Aber es war schon zu spät. Donnernd entlud sich die Lawine von Steinen auf den Pfad – eine Lawine des Todes. Es krachte, dröhnte und rumpelte, und die gellenden Schreie der Männer tönten durch die Dunkelheit.

Teniente Alvaro Gomez, der sich bei dem zweiten Trupp befand, blieb wie vom Donner gerührt stehen.

„Was ist das?“ sagte er fassungslos.

„Steinschlag“, entgegnete der Sargento, der sich unmittelbar hinter ihm befand. „Mein Gott, es hat unseren Vortrupp getroffen.“

Noch wollte Gomez es nicht wahrhaben, aber kurz darauf mußte er es einsehen: Die Lawine hatte den ganzen Voraustrupp in die Tiefe gerissen.

Kaum waren die Brocken gelöst, nahmen Hasards Männer mit Musketen das Feuer auf den Nachtrupp auf. Die Waffen krachten, die Kugeln flogen auf die Spanier zu.

„Deckung!“ brüllte Gomez im Knallen der Schüsse und Aufblitzen der Mündungsfeuer. Er warf sich hin und entging einer Kugel. Sie schlug neben dem Platz, an dem er eben noch gestanden hatte, gegen den Felsen und verlor sich als jaulender Querschläger in der Dunkelheit.

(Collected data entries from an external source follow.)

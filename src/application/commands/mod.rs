// src/application/commands/mod.rs
//
// Command Handlers
//
// ARCHITECTURE:
// - Commands are thin adapters between the front end and services
// - Commands accept DTOs, return DTOs
// - Commands convert errors into ErrorResponse
// - Commands NEVER contain business logic

pub mod movie_commands;

pub use movie_commands::*;
// src/domain/movie/filter.rs
//
// Filter selection for catalog listings.
//
// The store exposes four narrow query shapes instead of a generic predicate.
// A MovieFilter is turned into exactly one of them here, before anything
// reaches the store.

use serde::{Deserialize, Serialize};

use super::entity::Genre;
use crate::domain::{DomainError, DomainResult};

/// Optional genre and year bounds picked by the user
#[derive(Debug, Clone, Copy, Default, PartialEq, Eq, Serialize, Deserialize)]
pub struct MovieFilter {
    pub genre: Option<Genre>,
    pub year_from: Option<i32>,
    pub year_to: Option<i32>,
}

/// The store query a filter resolves to
#[derive(Debug, Clone, Copy, PartialEq, Eq)]
pub enum FilterPlan {
    /// No filter at all
    All,
    ByGenre(Genre),
    ByYearRange { from: i32, to: i32 },
    ByGenreAndYearRange { genre: Genre, from: i32, to: i32 },
    /// A combination with no dedicated query (a single year bound).
    /// Listed in full, like `All`.
    Fallback,
}

impl MovieFilter {
    pub fn new(genre: Option<Genre>, year_from: Option<i32>, year_to: Option<i32>) -> Self {
        Self {
            genre,
            year_from,
            year_to,
        }
    }

    /// Resolve the filter into a store query.
    ///
    /// Priority order: inverted range is rejected first, then the four
    /// supported shapes, then the fallback.
    pub fn plan(&self) -> DomainResult<FilterPlan> {
        if let (Some(from), Some(to)) = (self.year_from, self.year_to) {
            if from > to {
                return Err(DomainError::InvalidField {
                    field: "year_range",
                    message: format!("'from' year {} is after 'to' year {}", from, to),
                });
            }
        }

        if self.is_empty() {
            return Ok(FilterPlan::All);
        }

        let plan = match (self.genre, self.year_from, self.year_to) {
            (Some(genre), None, None) => FilterPlan::ByGenre(genre),
            (None, Some(from), Some(to)) => FilterPlan::ByYearRange { from, to },
            (Some(genre), Some(from), Some(to)) => {
                FilterPlan::ByGenreAndYearRange { genre, from, to }
            }
            _ => FilterPlan::Fallback,
        };

        Ok(plan)
    }

    /// No genre and no year bound
    pub fn is_empty(&self) -> bool {
        self.genre.is_none() && self.year_from.is_none() && self.year_to.is_none()
    }
}
use serde::{Deserialize, Serialize};
use std::str::FromStr;

use crate::domain::DomainError;

/// A movie in the catalog.
///
/// This is the only record type the store persists. Identity is assigned by
/// the store on creation and never changes afterwards.
#[derive(Debug, Clone, PartialEq, Eq, Serialize, Deserialize)]
pub struct Movie {
    /// Store-assigned identifier, `None` until the movie is persisted
    pub id: Option<i64>,

    /// Title, at most 100 characters
    pub title: String,

    pub director: String,

    /// Release year
    pub year: i32,

    /// Running time in minutes
    pub duration_minutes: i32,

    pub genre: Genre,
}

impl Movie {
    /// Create a movie that has not been persisted yet
    pub fn new(
        title: impl Into<String>,
        director: impl Into<String>,
        year: i32,
        duration_minutes: i32,
        genre: Genre,
    ) -> Self {
        Self {
            id: None,
            title: title.into(),
            director: director.into(),
            year,
            duration_minutes,
            genre,
        }
    }

    /// Same movie, carrying a known identifier (used for full-record updates)
    pub fn with_id(mut self, id: i64) -> Self {
        self.id = Some(id);
        self
    }
}

/// Closed set of genre tags a movie can carry
#[derive(Debug, Clone, Copy, PartialEq, Eq, Hash, Serialize, Deserialize)]
pub enum Genre {
    Action,
    Adventure,
    Animation,
    Comedy,
    Documentary,
    Drama,
    Fantasy,
    Horror,
    Musical,
    Romance,
    SciFi,
    Thriller,
    Western,
}

impl Genre {
    pub const ALL: [Genre; 13] = [
        Genre::Action,
        Genre::Adventure,
        Genre::Animation,
        Genre::Comedy,
        Genre::Documentary,
        Genre::Drama,
        Genre::Fantasy,
        Genre::Horror,
        Genre::Musical,
        Genre::Romance,
        Genre::SciFi,
        Genre::Thriller,
        Genre::Western,
    ];

    /// Canonical name, as stored in the database and shown to users
    pub fn as_str(&self) -> &'static str {
        match self {
            Genre::Action => "Action",
            Genre::Adventure => "Adventure",
            Genre::Animation => "Animation",
            Genre::Comedy => "Comedy",
            Genre::Documentary => "Documentary",
            Genre::Drama => "Drama",
            Genre::Fantasy => "Fantasy",
            Genre::Horror => "Horror",
            Genre::Musical => "Musical",
            Genre::Romance => "Romance",
            Genre::SciFi => "SciFi",
            Genre::Thriller => "Thriller",
            Genre::Western => "Western",
        }
    }
}

impl std::fmt::Display for Genre {
    fn fmt(&self, f: &mut std::fmt::Formatter<'_>) -> std::fmt::Result {
        f.write_str(self.as_str())
    }
}

impl FromStr for Genre {
    type Err = DomainError;

    /// Case-insensitive, surrounding whitespace ignored
    fn from_str(s: &str) -> Result<Self, Self::Err> {
        let name = s.trim();
        if name.is_empty() {
            return Err(DomainError::InvalidField {
                field: "genre",
                message: "genre cannot be empty".to_string(),
            });
        }

        Genre::ALL
            .iter()
            .copied()
            .find(|g| g.as_str().eq_ignore_ascii_case(name))
            .ok_or_else(|| DomainError::InvalidField {
                field: "genre",
                message: format!("unknown genre '{}'", name),
            })
    }
}
pub mod entity;
pub mod filter;
pub mod invariants;

pub use entity::{Genre, Movie};
pub use filter::{FilterPlan, MovieFilter};
pub use invariants::{
    require_id, validate_director, validate_id, validate_movie, validate_search_query,
    validate_title, validate_year_range,
};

Ein Soldat, der sich vor Gomez befand, hatte Pech. Gurgelnd brach er zusammen und stürzte von dem Pfad in die Tiefe. Die anderen rissen ihre Musketen und Tromblons hoch und feuerten zurück. Gleichzeitig zogen sie sich zurück und duckten sich. Gomez streckte seine Muskete vor und zielte auf einen der Mündungsblitze, dann drückte er ab. Hinter ihm sank wieder ein Soldat getroffen in die Knie. Er versuchte, sich auf dem Pfad zu halten, verlor aber das Gleichgewicht und verschwand mit einem gellenden Schrei.

Gomez’ Kugel sirrte haarscharf an Dan O’Flynn vorbei, der zu den Schützen in den Steilfelsen gehörte. Mit einem Fluch zog er den Kopf ein. Links neben ihm war Carberry, der noch seine Muskete abfeuerte. Rechts kauerte hinter einem Vorsprung Pater Aloysius, der gerade seine Waffe nachlud. Im Dunkeln war das nicht einfach, aber er hantierte schnell und geschickt.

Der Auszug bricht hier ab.